PROVIDED INFORMATION:
// SPDX-License-Identifier: Apache-2.0 OR MIT
// Copyright (c) 2025-2026 naskel.com

//! Native type to Odin type registry.
//!
//! Every composite type whose memory is shared between Nuklear and the Odin
//! binding has exactly one entry here. The table is maintained by hand: when
//! Nuklear's public structs change, this list must change with them
//! (`nk-abi-gen lint --header nuklear.h` reports the difference).
//!
//! Anonymous or nested unions get their own entry under a canonical name so
//! that a size mismatch always points at a single type.

use crate::error::{LayoutError, Result};
use std::borrow::Cow;
use std::fmt;

/// How a native type is spelled in C.
#[derive(Debug, Clone, Copy, PartialEq, Eq, Hash)]
pub enum NativeKind {
    Struct,
    Union,
    /// A typedef name, usually for an anonymous struct or union.
    Typedef,
}

/// A native composite type, as the C compiler names it.
#[derive(Debug, Clone, Copy, PartialEq, Eq, Hash)]
pub struct NativeType {
    pub kind: NativeKind,
    pub name: &'static str,
}

impl NativeType {
    pub const fn struct_named(name: &'static str) -> Self {
        Self {
            kind: NativeKind::Struct,
            name,
        }
    }

    pub const fn union_named(name: &'static str) -> Self {
        Self {
            kind: NativeKind::Union,
            name,
        }
    }

    pub const fn typedef_named(name: &'static str) -> Self {
        Self {
            kind: NativeKind::Typedef,
            name,
        }
    }

    /// C spelling usable as a `sizeof` operand, e.g. `struct nk_rect`.
    pub fn spelling(&self) -> String {
        self.to_string()
    }
}

impl fmt::Display for NativeType {
    fn fmt(&self, f: &mut fmt::Formatter<'_>) -> fmt::Result {
        match self.kind {
            NativeKind::Struct => write!(f, "struct {}", self.name),
            NativeKind::Union => write!(f, "union {}", self.name),
            NativeKind::Typedef => f.write_str(self.name),
        }
    }
}

/// One registry entry: a native type and the Odin name that mirrors it.
#[derive(Debug, Clone, Copy, PartialEq, Eq)]
pub struct TypeBinding {
    pub native: NativeType,
    pub foreign: &'static str,
}

impl TypeBinding {
    pub const fn new(native: NativeType, foreign: &'static str) -> Self {
        Self { native, foreign }
    }
}

impl fmt::Display for TypeBinding {
    fn fmt(&self, f: &mut fmt::Formatter<'_>) -> fmt::Result {
        write!(f, "{} -> {}", self.native, self.foreign)
    }
}

/// `bind!(struct nk_rect => "Rect")`, `bind!(union ..)`, `bind!(nk_handle => ..)`
macro_rules! bind {
    (struct $name:ident => $foreign:literal) => {
        TypeBinding::new(NativeType::struct_named(stringify!($name)), $foreign)
    };
    (union $name:ident => $foreign:literal) => {
        TypeBinding::new(NativeType::union_named(stringify!($name)), $foreign)
    };
    ($name:ident => $foreign:literal) => {
        TypeBinding::new(NativeType::typedef_named(stringify!($name)), $foreign)
    };
}

/// Every Nuklear composite type mirrored by the Odin binding, in emission order.
///
/// `union nk_style_item_data` appears twice; the second assertion is redundant
/// and the lint reports it, but it is kept so the output matches what the
/// binding has always been checked against.
pub static NUKLEAR_BINDINGS: &[TypeBinding] = &[
    // geometry, handles, images
    bind!(struct nk_rect => "Rect"),
    bind!(struct nk_recti => "RectI"),
    bind!(nk_handle => "Handle"),
    bind!(struct nk_image => "Image"),
    bind!(struct nk_nine_slice => "Nine_Slice"),
    bind!(struct nk_cursor => "Cursor"),
    bind!(struct nk_scroll => "Scroll"),
    // memory
    bind!(struct nk_allocator => "Allocator"),
    bind!(struct nk_list_view => "List_View"),
    bind!(struct nk_user_font => "User_Font"),
    bind!(struct nk_memory_status => "Memory_Status"),
    bind!(struct nk_buffer_marker => "Buffer_Marker"),
    bind!(struct nk_memory => "Memory"),
    bind!(struct nk_buffer => "Buffer"),
    bind!(struct nk_str => "Str"),
    // text editing
    bind!(struct nk_clipboard => "Clipboard"),
    bind!(struct nk_text_undo_record => "Text_Undo_Record"),
    bind!(struct nk_text_undo_state => "Text_Undo_State"),
    bind!(struct nk_text_edit => "Text_Edit"),
    // command buffer
    bind!(struct nk_command => "Command"),
    bind!(struct nk_command_scissor => "Command_Scissor"),
    bind!(struct nk_command_line => "Command_Line"),
    bind!(struct nk_command_curve => "Command_Curve"),
    bind!(struct nk_command_rect => "Command_Rect"),
    bind!(struct nk_command_rect_filled => "Command_Rect_Filled"),
    bind!(struct nk_command_rect_multi_color => "Command_Rect_Multi_Color"),
    bind!(struct nk_command_triangle => "Command_Triangle"),
    bind!(struct nk_command_triangle_filled => "Command_Triangle_Filled"),
    bind!(struct nk_command_circle => "Command_Circle"),
    bind!(struct nk_command_circle_filled => "Command_Circle_Filled"),
    bind!(struct nk_command_arc => "Command_Arc"),
    bind!(struct nk_command_arc_filled => "Command_Arc_Filled"),
    bind!(struct nk_command_polygon => "Command_Polygon"),
    bind!(struct nk_command_polygon_filled => "Command_Polygon_Filled"),
    bind!(struct nk_command_polyline => "Command_Polyline"),
    bind!(struct nk_command_image => "Command_Image"),
    bind!(struct nk_command_custom => "Command_Custom"),
    bind!(struct nk_command_text => "Command_Text"),
    bind!(struct nk_command_buffer => "Command_Buffer"),
    // input
    bind!(struct nk_mouse_button => "Mouse_Button"),
    bind!(struct nk_mouse => "Mouse"),
    bind!(struct nk_key => "Key"),
    bind!(struct nk_keyboard => "Keyboard"),
    bind!(struct nk_input => "Input"),
    // style
    bind!(union nk_style_item_data => "Style_Item_Data"),
    bind!(struct nk_style_item => "Style_Item"),
    bind!(struct nk_style_text => "Style_Text"),
    bind!(struct nk_style_button => "Style_Button"),
    bind!(struct nk_style_toggle => "Style_Toggle"),
    bind!(struct nk_style_selectable => "Style_Selectable"),
    bind!(struct nk_style_slider => "Style_Slider"),
    bind!(struct nk_style_progress => "Style_Progress"),
    bind!(struct nk_style_scrollbar => "Style_Scrollbar"),
    bind!(struct nk_style_edit => "Style_Edit"),
    bind!(struct nk_style_property => "Style_Property"),
    bind!(struct nk_style_chart => "Style_Chart"),
    bind!(struct nk_style_combo => "Style_Combo"),
    bind!(struct nk_style_tab => "Style_Tab"),
    bind!(struct nk_style_window => "Style_Window"),
    bind!(struct nk_style => "Style"),
    // layout, windows, context
    bind!(struct nk_chart_slot => "Chart_Slot"),
    bind!(struct nk_chart => "Chart"),
    bind!(struct nk_row_layout => "Row_Layout"),
    bind!(struct nk_popup_buffer => "Popup_Buffer"),
    bind!(struct nk_menu_state => "Menu_State"),
    bind!(struct nk_panel => "Panel"),
    bind!(struct nk_popup_state => "Popup_State"),
    bind!(struct nk_edit_state => "Edit_State"),
    bind!(struct nk_property_state => "Property_State"),
    bind!(struct nk_window => "Window"),
    bind!(struct nk_configuration_stacks => "Configuration_Stacks"),
    bind!(struct nk_table => "Table"),
    bind!(union nk_page_data => "Page_Data"),
    bind!(union nk_style_item_data => "Style_Item_Data"),
    bind!(struct nk_page_element => "Page_Element"),
    bind!(struct nk_page => "Page"),
    bind!(struct nk_pool => "Pool"),
    bind!(struct nk_context => "Context"),
    // configuration stack frames
    bind!(struct nk_config_stack_style_item => "Config_Stack_Style_Item"),
    bind!(struct nk_config_stack_float => "Config_Stack_Float"),
    bind!(struct nk_config_stack_vec2 => "Config_Stack_Vec2"),
    bind!(struct nk_config_stack_flags => "Config_Stack_Flags"),
    bind!(struct nk_config_stack_color => "Config_Stack_Color"),
    bind!(struct nk_config_stack_user_font => "Config_Stack_User_Font"),
    bind!(struct nk_config_stack_button_behavior => "Config_Stack_Button_Behavior"),
];

/// Ordered, immutable list of type bindings.
#[derive(Debug, Clone)]
pub struct Registry {
    bindings: Cow<'static, [TypeBinding]>,
}

impl Registry {
    pub fn new(bindings: Vec<TypeBinding>) -> Self {
        Self {
            bindings: Cow::Owned(bindings),
        }
    }

    pub const fn from_static(bindings: &'static [TypeBinding]) -> Self {
        Self {
            bindings: Cow::Borrowed(bindings),
        }
    }

    /// The built-in Nuklear registry.
    pub fn nuklear() -> Self {
        Self::from_static(NUKLEAR_BINDINGS)
    }

    pub fn iter(&self) -> std::slice::Iter<'_, TypeBinding> {
        self.bindings.iter()
    }

    pub fn as_slice(&self) -> &[TypeBinding] {
        &self.bindings
    }

    pub fn len(&self) -> usize {
        self.bindings.len()
    }

    pub fn is_empty(&self) -> bool {
        self.bindings.is_empty()
    }

    /// Foreign name bound to `native` (the first one, if registered twice).
    pub fn lookup(&self, native: &NativeType) -> Result<&'static str> {
        self.bindings
            .iter()
            .find(|b| b.native == *native)
            .map(|b| b.foreign)
            .ok_or_else(|| LayoutError::NotRegistered {
                native: native.spelling(),
            })
    }

    /// Same as [`Registry::lookup`], keyed by C spelling (`"struct nk_rect"`).
    pub fn lookup_spelling(&self, spelling: &str) -> Result<&'static str> {
        let wanted = normalize_spelling(spelling);
        self.bindings
            .iter()
            .find(|b| b.native.spelling() == wanted)
            .map(|b| b.foreign)
            .ok_or(LayoutError::NotRegistered { native: wanted })
    }
}

impl<'a> IntoIterator for &'a Registry {
    type Item = &'a TypeBinding;
    type IntoIter = std::slice::Iter<'a, TypeBinding>;

    fn into_iter(self) -> Self::IntoIter {
        self.iter()
    }
}

/// Collapse runs of whitespace so `"struct  nk_rect "` matches `struct nk_rect`.
pub(crate) fn normalize_spelling(spelling: &str) -> String {
    spelling.split_whitespace().collect::<Vec<_>>().join(" ")
}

ACTION ITEM: Please give back exactly the lines of the listing above that run from the one containing "bind!(struct nk_config_stack_user_font =>" through the one containing "b.native == *native)", and only those.

RESPONSE TO THE TASK:
    bind!(struct nk_config_stack_user_font => "Config_Stack_User_Font"),
    bind!(struct nk_config_stack_button_behavior => "Config_Stack_Button_Behavior"),
];

/// Ordered, immutable list of type bindings.
#[derive(Debug, Clone)]
pub struct Registry {
    bindings: Cow<'static, [TypeBinding]>,
}

impl Registry {
    pub fn new(bindings: Vec<TypeBinding>) -> Self {
        Self {
            bindings: Cow::Owned(bindings),
        }
    }

    pub const fn from_static(bindings: &'static [TypeBinding]) -> Self {
        Self {
            bindings: Cow::Borrowed(bindings),
        }
    }

    /// The built-in Nuklear registry.
    pub fn nuklear() -> Self {
        Self::from_static(NUKLEAR_BINDINGS)
    }

    pub fn iter(&self) -> std::slice::Iter<'_, TypeBinding> {
        self.bindings.iter()
    }

    pub fn as_slice(&self) -> &[TypeBinding] {
        &self.bindings
    }

    pub fn len(&self) -> usize {
        self.bindings.len()
    }

    pub fn is_empty(&self) -> bool {
        self.bindings.is_empty()
    }

    /// Foreign name bound to `native` (the first one, if registered twice).
    pub fn lookup(&self, native: &NativeType) -> Result<&'static str> {
        self.bindings
            .iter()
            .find(|b| b.native == *native)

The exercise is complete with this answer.